What you should do.
To complete the exercise, write out all the data exactly.
*** Opening Supplied data ***
//! Two-tier argument validation.
//!
//! - [`check`]: non-throwing checks returning `Result<_, ErrorKey>`. Factories
//!   run every check and merge the outcomes with [`combine`], so all
//!   violations are reported together.
//! - [`ensure`]: converts a single check into a [`DomainResult`] that aborts
//!   the calling mutator before it touches any field.

use uuid::Uuid;

use crate::error::{DomainError, DomainResult, ErrorKey, Rule, ValidationErrors};

pub mod check {
    use super::*;

    /// The value must be supplied.
    pub fn present<T>(field: &'static str, value: Option<T>) -> Result<T, ErrorKey> {
        value.ok_or(ErrorKey::new(field, Rule::IsNull))
    }

    /// The text must contain something besides whitespace. Returns it trimmed.
    pub fn not_blank<'a>(field: &'static str, raw: &'a str) -> Result<&'a str, ErrorKey> {
        let trimmed = raw.trim();
        if trimmed.is_empty() {
            Err(ErrorKey::new(field, Rule::IsEmpty))
        } else {
            Ok(trimmed)
        }
    }

    /// At most `max` characters (not bytes).
    pub fn max_len<'a>(field: &'static str, value: &'a str, max: usize) -> Result<&'a str, ErrorKey> {
        if value.chars().count() > max {
            Err(ErrorKey::new(field, Rule::TooLong))
        } else {
            Ok(value)
        }
    }

    /// The UUID must be assigned (non-nil) and convertible into `I`.
    pub fn identifier<I>(raw: Uuid) -> Result<I, ErrorKey>
    where
        I: TryFrom<Uuid, Error = ErrorKey>,
    {
        I::try_from(raw)
    }

    /// Optional text: absent stays absent, present must parse.
    pub fn optional<T>(
        raw: Option<&str>,
        parse: impl FnOnce(&str) -> Result<T, ErrorKey>,
    ) -> Result<Option<T>, ErrorKey> {
        raw.map(parse).transpose()
    }
}

pub mod ensure {
    use super::*;

    /// Abort with [`DomainError::InvalidArgument`] if the check failed.
    pub fn valid<T>(outcome: Result<T, ErrorKey>) -> DomainResult<T> {
        outcome.map_err(|key| {
            tracing::debug!(error_key = %key, "argument rejected");
            DomainError::invalid_argument(key)
        })
    }

    /// Abort with `{field}IsNull` if the value is missing.
    pub fn present<T>(field: &'static str, value: Option<T>) -> DomainResult<T> {
        valid(check::present(field, value))
    }
}

/// A set of check outcomes that can be merged into one.
///
/// Implemented for tuples of up to eight `Result<_, ErrorKey>`.
pub trait Combine {
    type Output;

    fn combine(self) -> Result<Self::Output, ValidationErrors>;
}

macro_rules! impl_combine {
    ($($t:ident $v:ident),+) => {
        impl<$($t),+> Combine for ($(Result<$t, ErrorKey>,)+) {
            type Output = ($($t,)+);

            fn combine(self) -> Result<Self::Output, ValidationErrors> {
                match self {
                    ($(Ok($v),)+) => Ok(($($v,)+)),
                    ($($v,)+) => {
                        let mut keys = Vec::new();
                        $(
                            if let Err(key) = $v {
                                keys.push(key);
                            }
                        )+
                        Err(ValidationErrors::from_failed(keys))
                    }
                }
            }
        }
    };
}

impl_combine!(A a);
impl_combine!(A a, B b);
impl_combine!(A a, B b, C c);
impl_combine!(A a, B b, C c, D d);
impl_combine!(A a, B b, C c, D d, E e);
impl_combine!(A a, B b, C c, D d, E e, F f);
impl_combine!(A a, B b, C c, D d, E e, F f, G g);
impl_combine!(A a, B b, C c, D d, E e, F f, G g, H h);

/// Succeeds with every value only if every check succeeded; otherwise fails
/// with all failing keys, in argument order.
pub fn combine<C: Combine>(checks: C) -> Result<C::Output, ValidationErrors> {
    checks.combine()
}

/// [`combine`] for a homogeneous list of unit checks.
pub fn combine_all<I>(checks: I) -> Result<(), ValidationErrors>
where
    I: IntoIterator<Item = Result<(), ErrorKey>>,
{
    let keys: Vec<ErrorKey> = checks.into_iter().filter_map(Result::err).collect();
    match ValidationErrors::from_keys(keys) {
        Some(errors) => Err(errors),
        None => Ok(()),
    }
}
*** Closing Supplied data ***
Task response.
//! Two-tier argument validation.
//!
//! - [`check`]: non-throwing checks returning `Result<_, ErrorKey>`. Factories
//!   run every check and merge the outcomes with [`combine`], so all
//!   violations are reported together.
//! - [`ensure`]: converts a single check into a [`DomainResult`] that aborts
//!   the calling mutator before it touches any field.

use uuid::Uuid;

use crate::error::{DomainError, DomainResult, ErrorKey, Rule, ValidationErrors};

pub mod check {
    use super::*;

    /// The value must be supplied.
    pub fn present<T>(field: &'static str, value: Option<T>) -> Result<T, ErrorKey> {
        value.ok_or(ErrorKey::new(field, Rule::IsNull))
    }

    /// The text must contain something besides whitespace. Returns it trimmed.
    pub fn not_blank<'a>(field: &'static str, raw: &'a str) -> Result<&'a str, ErrorKey> {
        let trimmed = raw.trim();
        if trimmed.is_empty() {
            Err(ErrorKey::new(field, Rule::IsEmpty))
        } else {
            Ok(trimmed)
        }
    }

    /// At most `max` characters (not bytes).
    pub fn max_len<'a>(field: &'static str, value: &'a str, max: usize) -> Result<&'a str, ErrorKey> {
        if value.chars().count() > max {
            Err(ErrorKey::new(field, Rule::TooLong))
        } else {
            Ok(value)
        }
    }

    /// The UUID must be assigned (non-nil) and convertible into `I`.
    pub fn identifier<I>(raw: Uuid) -> Result<I, ErrorKey>
    where
        I: TryFrom<Uuid, Error = ErrorKey>,
    {
        I::try_from(raw)
    }

    /// Optional text: absent stays absent, present must parse.
    pub fn optional<T>(
        raw: Option<&str>,
        parse: impl FnOnce(&str) -> Result<T, ErrorKey>,
    ) -> Result<Option<T>, ErrorKey> {
        raw.map(parse).transpose()
    }
}

pub mod ensure {
    use super::*;

    /// Abort with [`DomainError::InvalidArgument`] if the check failed.
    pub fn valid<T>(outcome: Result<T, ErrorKey>) -> DomainResult<T> {
        outcome.map_err(|key| {
            tracing::debug!(error_key = %key, "argument rejected");
            DomainError::invalid_argument(key)
        })
    }

    /// Abort with `{field}IsNull` if the value is missing.
    pub fn present<T>(field: &'static str, value: Option<T>) -> DomainResult<T> {
        valid(check::present(field, value))
    }
}

/// A set of check outcomes that can be merged into one.
///
/// Implemented for tuples of up to eight `Result<_, ErrorKey>`.
pub trait Combine {
    type Output;

    fn combine(self) -> Result<Self::Output, ValidationErrors>;
}

macro_rules! impl_combine {
    ($($t:ident $v:ident),+) => {
        impl<$($t),+> Combine for ($(Result<$t, ErrorKey>,)+) {
            type Output = ($($t,)+);

            fn combine(self) -> Result<Self::Output, ValidationErrors> {
                match self {
                    ($(Ok($v),)+) => Ok(($($v,)+)),
                    ($($v,)+) => {
                        let mut keys = Vec::new();
                        $(
                            if let Err(key) = $v {
                                keys.push(key);
                            }
                        )+
                        Err(ValidationErrors::from_failed(keys))
                    }
                }
            }
        }
    };
}

impl_combine!(A a);
impl_combine!(A a, B b);
impl_combine!(A a, B b, C c);
impl_combine!(A a, B b, C c, D d);
impl_combine!(A a, B b, C c, D d, E e);
impl_combine!(A a, B b, C c, D d, E e, F f);
impl_combine!(A a, B b, C c, D d, E e, F f, G g);
impl_combine!(A a, B b, C c, D d, E e, F f, G g, H h);

/// Succeeds with every value only if every check succeeded; otherwise fails
/// with all failing keys, in argument order.
pub fn combine<C: Combine>(checks: C) -> Result<C::Output, ValidationErrors> {
    checks.combine()
}

/// [`combine`] for a homogeneous list of unit checks.
pub fn combine_all<I>(checks: I) -> Result<(), ValidationErrors>
where
    I: IntoIterator<Item = Result<(), ErrorKey>>,
{
    let keys: Vec<ErrorKey> = checks.into_iter().filter_map(Result::err).collect();
    match ValidationErrors::from_keys(keys) {
        Some(errors) => Err(errors),
        None => Ok(()),
    }
}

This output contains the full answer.